El periodista de origen húngaro Arthur Koestler observó que el combate entre el populismo y la democracia no se juega exactamente voto a voto, sino en la confrontación entre una batería de convicciones engañosas y unos principios más débiles e inseguros pero verdaderos. Las convicciones populistas se nutren de la mentira y del sentimentalismo, y prosperan en un mundo que se encierra en sí mismo. Los principios democráticos, en cambio, se asientan en las sociedades abiertas, a pesar de que nunca pueden presentarse como certezas absolutas, plenas, indiscutibles, sino tan solo relativas y parciales. El populismo juega al ataque; la democracia, a la defensiva precisamente porque carece de respuestas concluyentes. En el populismo se masca la tensión no resuelta entre la degradación social y un Estado ideal; la democracia, en cambio, sólo avanza lentamente, peldaño a peldaño, a partir de la enfangada realidad de la condición humana.

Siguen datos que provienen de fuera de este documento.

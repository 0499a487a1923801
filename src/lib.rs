//! # gurps-bonus - Trait and Bonus Resolution for GURPS Character Sheets
//!
//! The rules core of a character sheet editor:
//! - **Criteria**: typed string and numeric predicates features use to pick
//!   the traits they apply to
//! - **Bonus index**: every active feature filed under a match key, rebuilt
//!   from scratch after each structural edit
//! - **Level calculation**: skill, spell, ritual magic and weapon levels
//!   with a breakdown of where each number came from
//! - **Nameables**: `@placeholder@` substitution through nested traits
//!
//! ## Core Concepts
//!
//! ### Pipeline
//!
//! ```text
//! [Trait tree] → BonusIndex::rebuild → [BonusIndex] → LevelCalculator → [SkillLevel]
//! ```
//!
//! 1. **Traits** own features ("+2 to Karate")
//! 2. **The index** files each feature under `kind/name` or `kind/*`
//! 3. **The calculator** looks bonuses up per trait and applies them in a
//!    fixed stage order
//!
//! ## Example
//!
//! ```rust
//! use gurps_bonus::*;
//!
//! let mut character = Character::new("Mai");
//! character.set_attribute(Attribute::Dx, 12);
//! character.add_trait(Trait::skill("Karate", Attribute::Dx, SkillDifficulty::Hard).with_points(4));
//! character.add_trait(Trait::advantage("Karate Master").with_feature(SkillBonus::named("Karate", 2.0)));
//!
//! let pass = character.calculate_all();
//! let karate = &pass.levels[&TraitPath(vec![0])];
//! assert_eq!(karate.skill_level().display(), "14/+2");
//! ```
//!
//! ## Modules
//!
//! - [`criteria`] - String and numeric predicates
//! - [`nameable`] - Placeholder extraction and substitution
//! - [`key`] - Match key type
//! - [`feature`] - Bonus variants
//! - [`traits`] - Character sheet entries
//! - [`index`] - Bonus index
//! - [`graph`] - Level dependency graph
//! - [`level`] - Level calculation
//! - [`character`] - Character document
//! - [`document`] - JSON load and save
//! - [`settings`] - Sheet settings
//! - [`error`] - Error and diagnostic types

pub mod attribute;
pub mod character;
pub mod criteria;
pub mod document;
pub mod error;
pub mod feature;
pub mod graph;
pub mod index;
pub mod key;
pub mod level;
pub mod nameable;
pub mod settings;
pub mod traits;

// Re-export main types for convenience
pub use attribute::Attribute;
pub use character::{Character, CharacterContext};
pub use criteria::{DoubleCriteria, IntegerCriteria, NumericCompareType, StringCompareType, StringCriteria};
pub use error::{Diagnostic, DocumentError};
pub use feature::{
    AttributeBonus, Feature, FeatureKind, LeveledAmount, MatchCandidate, SkillBonus, SkillPointBonus, SpellBonus,
    SpellMatchType, WeaponBonus,
};
pub use index::{BonusIndex, BonusLookup, Contribution};
pub use key::MatchKey;
pub use level::{Level, LevelCalculator, LevelPass, SkillLevel, WeaponLevel};
pub use settings::SheetSettings;
pub use traits::{SkillDefault, SkillDifficulty, Trait, TraitCategory, TraitPath};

El ensayista Pierre Manent define como “momento ciceroniano” el vacío que se abre entre la desaparición de una forma de Estado y el surgimiento de otra. Suele coincidir con periodos de profunda crisis. Sucedió en tiempos de Cicerón, cuando de un modo violento la República dio paso al Imperio, insinuado primero con Julio César y, ya definitivamente, con el joven Octavio Augusto. Se repitió también con la caída del Imperio romano y la posterior fragmentación de Europa que culminaría, después del periodo de las monarquías absolutas, con el surgimiento de los Estados nación hasta dar paso, en la segunda mitad del siglo XX, a un nuevo experimento político todavía inconcluso: la Unión Europea. El momento ciceroniano describe así una indefinición –¿hacia dónde nos dirigimos?–, a la vez que abona el campo de las incertidumbres. En este escenario amorfo, los sofistas y los oportunistas navegan con el viento a favor.

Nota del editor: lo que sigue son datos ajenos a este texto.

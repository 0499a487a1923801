//! Bonus index module.
//!
//! The `BonusIndex` files every active feature of a character under its
//! match key so level calculation can find the bonuses for a trait without
//! testing every feature on the sheet. Exact-name features land in their own
//! bucket; everything else lands in the wildcard bucket of its kind and is
//! filtered by criteria at lookup time.
//!
//! The index is never updated in place. After any structural change to the
//! trait list (adding, removing or renaming traits, editing criteria) the
//! owner builds a fresh index with [`BonusIndex::rebuild`] and drops the old
//! one.

use crate::attribute::Attribute;
use crate::error::Diagnostic;
use crate::feature::{Feature, FeatureKind, MatchCandidate};
use crate::key::MatchKey;
use crate::traits::{walk_list, Trait};
use std::collections::HashMap;
use tracing::{debug, trace, warn};

/// A feature as filed in the index, with the owner data needed to apply it.
#[derive(Debug, Clone, PartialEq)]
pub struct IndexedFeature {
    sequence: usize,
    feature: Feature,
    owner: String,
    owner_levels: Option<i32>,
}

impl IndexedFeature {
    /// Position in the rebuild pass; lookups return features in this order.
    pub fn sequence(&self) -> usize {
        self.sequence
    }

    /// The indexed copy of the feature.
    pub fn feature(&self) -> &Feature {
        &self.feature
    }

    /// Name of the trait that owns the feature.
    pub fn owner(&self) -> &str {
        &self.owner
    }

    /// The feature's amount with per-level multiplication applied.
    pub fn effective_amount(&self) -> f64 {
        self.feature
            .amount()
            .map_or(0.0, |amount| amount.effective(self.owner_levels))
    }
}

/// One bonus applied to a value, for totals and tooltips.
#[derive(Debug, Clone, PartialEq)]
pub struct Contribution {
    pub amount: f64,
    /// Who granted it, usually the owning trait's name.
    pub source: String,
    /// Identity of the granting feature within its lookup source, so a
    /// bonus reached through several queries is counted once.
    pub sequence: usize,
}

/// Source of bonuses for level calculation.
///
/// [`BonusIndex`] is the production implementation; tests substitute their
/// own to observe how the calculator queries bonuses.
pub trait BonusLookup {
    /// Bonuses of `kind` that apply to `candidate`, in a stable order.
    fn bonuses(&self, kind: FeatureKind, candidate: &MatchCandidate<'_>) -> Vec<Contribution>;
}

/// Match-key multimap of a character's active features.
///
/// # Examples
///
/// ```rust
/// use gurps_bonus::{BonusIndex, FeatureKind, MatchCandidate, SkillBonus, Trait};
///
/// let traits = vec![Trait::advantage("Karate Master").with_feature(SkillBonus::named("Karate", 2.0))];
/// let index = BonusIndex::rebuild(&traits);
///
/// let found = index.lookup(FeatureKind::Skill, &MatchCandidate::new("Karate", "Judo"));
/// assert_eq!(found.len(), 1);
/// assert_eq!(found[0].owner(), "Karate Master");
/// ```
#[derive(Debug, Clone, Default)]
pub struct BonusIndex {
    buckets: HashMap<MatchKey, Vec<IndexedFeature>>,
    len: usize,
    diagnostics: Vec<Diagnostic>,
}

impl BonusIndex {
    /// An empty index.
    pub fn new() -> Self {
        Self::default()
    }

    /// Build an index over every feature owned by `traits` and their
    /// descendants, in depth-first order.
    ///
    /// Nothing here fails: unrecognized features are skipped and features
    /// with unrecognized compare types are filed under their wildcard key,
    /// each with a [`Diagnostic`].
    pub fn rebuild(traits: &[Trait]) -> Self {
        let mut index = Self::new();
        for (path, owner) in walk_list(traits) {
            for feature in owner.features() {
                let Some(key) = feature.match_key() else {
                    let tag = match feature {
                        Feature::Unrecognized(unknown) => unknown.tag.as_str(),
                        _ => "?",
                    };
                    warn!(owner = owner.name(), %path, tag, "ignoring unrecognized feature");
                    index.diagnostics.push(Diagnostic::StructuralInconsistency {
                        owner: owner.name().to_string(),
                        detail: format!("unrecognized feature '{tag}' ignored"),
                    });
                    continue;
                };
                for field in feature.malformed_fields() {
                    let token = malformed_token(feature, field);
                    warn!(owner = owner.name(), field, token = %token, key = %key, "malformed criteria indexed as wildcard");
                    index.diagnostics.push(Diagnostic::MalformedCriteria {
                        owner: owner.name().to_string(),
                        field: field.to_string(),
                        token,
                    });
                }
                index.insert(key, feature.clone(), owner);
            }
        }
        debug!(
            features = index.len,
            buckets = index.buckets.len(),
            diagnostics = index.diagnostics.len(),
            "rebuilt bonus index"
        );
        index
    }

    fn insert(&mut self, key: MatchKey, feature: Feature, owner: &Trait) {
        let entry = IndexedFeature {
            sequence: self.len,
            feature,
            owner: owner.name().to_string(),
            owner_levels: owner.levels(),
        };
        self.buckets.entry(key).or_default().push(entry);
        self.len += 1;
    }

    /// Number of indexed features.
    pub fn len(&self) -> usize {
        self.len
    }

    /// Whether no feature was indexed.
    pub fn is_empty(&self) -> bool {
        self.len == 0
    }

    /// Anomalies found by the rebuild that produced this index.
    pub fn diagnostics(&self) -> &[Diagnostic] {
        &self.diagnostics
    }

    /// The raw contents of one bucket.
    pub fn bucket(&self, key: &MatchKey) -> &[IndexedFeature] {
        self.buckets.get(key).map(Vec::as_slice).unwrap_or(&[])
    }

    /// Features of `kind` that apply to `candidate`.
    ///
    /// Probes the exact-name bucket, always scans the wildcard bucket, keeps
    /// only features whose criteria all accept the candidate, and returns
    /// them in rebuild order.
    pub fn lookup(&self, kind: FeatureKind, candidate: &MatchCandidate<'_>) -> Vec<&IndexedFeature> {
        let exact = MatchKey::exact(kind.prefix(), candidate.probe_name(kind));
        let wildcard = MatchKey::wildcard(kind.prefix());

        let mut found: Vec<&IndexedFeature> = self.bucket(&wildcard).iter().collect();
        if exact != wildcard {
            found.extend(self.bucket(&exact));
        }
        found.retain(|entry| entry.feature.kind() == Some(kind) && entry.feature.contributes(candidate));
        found.sort_by_key(|entry| entry.sequence);
        trace!(%exact, matches = found.len(), "bonus lookup");
        found
    }

    /// Total of the attribute bonuses for `attribute`.
    pub fn attribute_bonus(&self, attribute: Attribute) -> f64 {
        let key = MatchKey::exact(FeatureKind::Attribute.prefix(), attribute.abbreviation());
        self.bucket(&key).iter().map(IndexedFeature::effective_amount).sum()
    }
}

fn malformed_token(feature: &Feature, field: &str) -> String {
    let token = match (feature, field) {
        (Feature::SkillBonus(b), "name") => b.name().compare().token(),
        (Feature::SkillBonus(b), "specialization") => b.specialization().compare().token(),
        (Feature::SkillBonus(b), _) => b.category().compare().token(),
        (Feature::SkillPointBonus(b), "name") => b.name().compare().token(),
        (Feature::SkillPointBonus(b), "specialization") => b.specialization().compare().token(),
        (Feature::SkillPointBonus(b), _) => b.category.compare().token(),
        (Feature::WeaponBonus(b), "name") => b.name().compare().token(),
        (Feature::WeaponBonus(b), "specialization") => b.specialization().compare().token(),
        (Feature::WeaponBonus(b), "level") => b.level().compare().token(),
        (Feature::WeaponBonus(b), _) => b.category.compare().token(),
        (Feature::SpellBonus(b), "name") => b.name().compare().token(),
        (Feature::SpellBonus(b), _) => b.category.compare().token(),
        _ => "",
    };
    token.to_string()
}

impl BonusLookup for BonusIndex {
    fn bonuses(&self, kind: FeatureKind, candidate: &MatchCandidate<'_>) -> Vec<Contribution> {
        self.lookup(kind, candidate)
            .into_iter()
            .map(|entry| Contribution {
                amount: entry.effective_amount(),
                source: entry.owner.clone(),
                sequence: entry.sequence,
            })
            .collect()
    }
}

Los contrastes suelen ilustrar la realidad a menudo de forma dolorosa. Unos lejanos primos míos acostumbran a veranear todos los años en Lancaster, Pensilvania. Es una localidad relativamente famosa en América por la importante comunidad amish –y también menonita– que vive en sus alrededores y buena parte de su atractivo turístico reside en los restaurantes amish que pueblan el condado. Como es sabido, los Estados Unidos padecen una de las mayores tasas de obesidad en todo el mundo, algo que asimismo se percibe con claridad en Lancaster, al igual que en cualquier otra población del país. Pero no precisamente entre los amish ni entre los menonitas, que se dedican mayoritariamente a trabajos agrícolas o artesanales, realizados sin maquinaria, con sus propias manos. En las carreteras todavía se les puede ver en sus caballos y carretas, entre los coches de sus vecinos y de los turistas que se desplazan por la región. Se trata de un contraste curioso entre dos identidades, la antigua y la moderna, evidenciando que el mito del progreso no sigue una senda única. Junto a lo que se gana, también se pierde algo por el camino. Josep Pla ha escrito páginas luminosas al respecto.